Me hace sonreír porque, en este momento de su corta vida, cree que les separa un abismo, y eso que yo le he tranquilizado argumentándole que la diferencia es similar a la que tengo con mi hermano y que esa distancia no ha impedido que compartamos muchas aventuras. Porque tengo que confesar que adoro a Esteban desde que vino a este mundo. Por supuesto, como en todas las familias, a veces discutimos y nos enfadamos, pero siempre hemos resuelto los conflictos con afecto y conversación. Normalmente no pasa un día sin que crucemos algún mensaje de WhatsApp, aunque últimamente le telefoneo con más frecuencia porque su hija Amalia ha tenido un accidente de tráfico. Por suerte no ha sido grave, pero con tan mala pata (nunca mejor dicho) que se ha fracturado el fémur, además de que le ha coincidido con las oposiciones de magisterio y la pobre cojita ha tenido que acudir en silla de ruedas. Así que cuando le llamé para conocer los resultados me tuvo que colgar porque estaba en medio de una pequeña odisea. Resulta que le tocó un tribunal en un barrio bastante alejado del centro de Córdoba, que es donde viven, y que antes de que entrar tomaron un café y, con las prisas, se dejaron las muletas. Mientras la futura maestra se examinaba, mi hermano regresó al establecimiento llevándose la desagradable sorpresa de que las habían robado. Así que, a Esteban, que es inasequible al desaliento, se le ocurrió darse una vuelta, para preguntar a los vecinos. Enseguida entabló conversación con un matrimonio mayor, sentándose con ellos en la puerta de casa. El hombre negó haber visto nada sospechoso, y añadió que si necesitaba unas muletas él disponía de un estupendo par. Mi hermano le agradeció el detalle y comentó que no quería causar molestias. Pero antes de que acabara la frase la señora se metió dentro y salió con dos muletas flamantes. Por lo visto, fue tanta la insistencia de los dos ancianos que no tuvo más remedio que aceptar el ofrecimiento. Cuando finalmente Amalia salió del examen no podía creer la rocambolesca historia de sus nuevas y relucientes muletas.

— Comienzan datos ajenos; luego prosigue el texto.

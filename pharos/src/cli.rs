use clap::{Args, Parser, Subcommand};
use rand::rngs::SmallRng;

use pharos_scenario::{Scenario, generate, snapshot, trace};
use pharos_search::{Strategy, search};

use crate::error::Result;

#[derive(Debug, Parser)]
#[command(
    name = "pharos",
    about = "Grid-puzzle solver: collect the components, dodge the hazards, ignite the beacon",
    version
)]
pub struct Cli {
    #[command(subcommand)]
    pub command: Commands,
}

#[derive(Debug, Subcommand)]
pub enum Commands {
    /// Search a scenario and print the plan.
    Solve(SolveArgs),

    /// Print a freshly generated random scenario.
    Gen,

    /// Render a scenario grid.
    Show {
        /// Scenario string (`rows,cols;sr,sc;br,bc;components;hazards`).
        scenario: String,
    },
}

#[derive(Debug, Args)]
pub struct SolveArgs {
    /// Scenario string (`rows,cols;sr,sc;br,bc;components;hazards`).
    #[arg(required_unless_present = "random", conflicts_with = "random")]
    pub scenario: Option<String>,

    /// Generate a random scenario instead of reading one.
    #[arg(long)]
    pub random: bool,

    /// Search strategy: bf, df, uc, gr1, gr2, as1, as2.
    #[arg(short, long, default_value = "bf")]
    pub strategy: Strategy,

    /// Print an ASCII frame per action.
    #[arg(long)]
    pub trace: bool,

    /// Emit the solution as JSON.
    #[arg(long)]
    pub json: bool,
}

pub fn run_from_env() -> Result<()> {
    run(Cli::parse())
}

pub fn run(cli: Cli) -> Result<()> {
    match cli.command {
        Commands::Solve(args) => run_solve(args),
        Commands::Gen => {
            let mut rng: SmallRng = rand::make_rng();
            println!("{}", generate(&mut rng));
            Ok(())
        }
        Commands::Show { scenario } => {
            let sc: Scenario = scenario.parse()?;
            print!("{}", snapshot(&sc));
            Ok(())
        }
    }
}

fn run_solve(args: SolveArgs) -> Result<()> {
    let sc: Scenario = match &args.scenario {
        Some(s) => s.parse()?,
        None => {
            let mut rng: SmallRng = rand::make_rng();
            let sc = generate(&mut rng);
            println!("scenario: {sc}");
            sc
        }
    };

    let field = sc.to_field();
    match search(&field, args.strategy) {
        None => println!("no solution"),
        Some(sol) => {
            if args.json {
                println!("{}", serde_json::to_string_pretty(&sol)?);
            } else {
                let plan: Vec<String> = sol.ops.iter().map(ToString::to_string).collect();
                println!("plan: {}", plan.join(","));
                println!("expanded: {}", sol.expanded);
                println!("value: {}", sol.value);
            }
            if args.trace {
                // Engine plans always replay; render the step-by-step frames.
                if let Some(t) = trace(&sc, &sol.ops) {
                    print!("{t}");
                }
            }
        }
    }
    Ok(())
}
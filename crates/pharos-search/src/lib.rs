//! **pharos-search** — Generalized state-space search over finite domains.
//!
//! Five strategies share one frontier-expansion skeleton, parameterized by
//! frontier discipline and per-successor priority:
//!
//! | Strategy | Frontier | Priority |
//! |---|---|---|
//! | breadth-first | FIFO queue | unused |
//! | depth-first | LIFO stack | unused |
//! | uniform-cost | max-heap | accumulated value |
//! | greedy best-first | max-heap | heuristic estimate |
//! | A\*-style best-first | max-heap | estimate + step value, parent value counted once |
//!
//! # Values are rewards
//!
//! The accounting model is reward-like: bigger is better, and every
//! priority-queue strategy pops the **maximum** priority node. Porting any of
//! this onto a min-queue without negating priorities silently inverts the
//! behavior of every informed strategy.
//!
//! Domains plug in through [`SearchDomain`]; the grid puzzle's
//! [`Field`](pharos_core::Field) is the bundled implementation.

mod domain;
mod engine;
mod frontier;
mod node;
mod solution;

pub use domain::SearchDomain;
pub use engine::{ParseStrategyError, Strategy, search};
pub use node::Node;
pub use solution::Solution;
//! The puzzle's search state: rover position, uncollected components, and
//! the beacon flag.

use std::collections::BTreeSet;

use crate::geom::Point;

/// Immutable snapshot of the rover's situation.
///
/// Two states are equal iff position, remaining set, and lit flag all match;
/// this triple is the identity the engine uses for duplicate-state
/// elimination. `remaining` is an ordered set so hashing and the heuristic
/// nearest-target tie-break are deterministic.
///
/// Invariants: `remaining` only ever shrinks, and `lit` transitions
/// false→true exactly once, via an ignite at the beacon with `remaining`
/// empty. Both are enforced by [`Field::apply`](crate::Field::apply), the
/// only successor constructor.
#[derive(Clone, Debug, PartialEq, Eq, Hash)]
#[cfg_attr(feature = "serde", derive(serde::Serialize, serde::Deserialize))]
pub struct PuzzleState {
    pub pos: Point,
    pub remaining: BTreeSet<Point>,
    pub lit: bool,
}

impl PuzzleState {
    /// Create a state.
    pub fn new(pos: Point, remaining: BTreeSet<Point>, lit: bool) -> Self {
        Self {
            pos,
            remaining,
            lit,
        }
    }
}
//! Random scenario generation.

use std::collections::HashSet;

use rand::Rng;
use rand::RngExt;

use pharos_core::Point;

use crate::Scenario;

/// Generate a random solvable-shaped scenario.
///
/// Grid 5–15 cells on a side, 5–10 components, 2–25 hazard cells, every
/// placed cell distinct. The hazard count is clamped to the cells left over
/// after the rover, the beacon, and the components are placed, so placement
/// always terminates.
pub fn generate(rng: &mut impl Rng) -> Scenario {
    let rows: i32 = rng.random_range(5..=15);
    let cols: i32 = rng.random_range(5..=15);
    let n_components: usize = rng.random_range(5..=10);

    let free = (rows * cols) as usize - 2 - n_components;
    let n_hazards: usize = rng.random_range(2..=25.min(free));

    let total = 2 + n_components + n_hazards;
    let mut taken: HashSet<Point> = HashSet::new();
    let mut cells: Vec<Point> = Vec::with_capacity(total);
    while cells.len() < total {
        let p = Point::new(rng.random_range(0..cols), rng.random_range(0..rows));
        if taken.insert(p) {
            cells.push(p);
        }
    }

    Scenario {
        rows,
        cols,
        start: cells[0],
        beacon: cells[1],
        components: cells[2..2 + n_components].to_vec(),
        hazards: cells[2 + n_components..].to_vec(),
    }
}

Quizá porque soy de un barrio humilde sé que esos gestos de solidaridad son habituales en estos lugares y que las personas con menos recursos suelen ser las más generosas.
Pensé entonces en lo abandonados que están estos barrios y que es injusto que los gobiernos municipales apuesten sólo por los centros históricos para atraer turismo, en detrimento de los vecinos, encareciendo alquileres y convirtiendo las ciudades en parques temáticos sin residentes verdaderos.
Y como les decía al principio, también pensé en Miguel, que algún día será mayor de verdad. Y podrá comprobar que los hermanos y hermanas son las muletas en las que nos apoyamos cuando, dicho sea de paso, se nos fractura el corazón.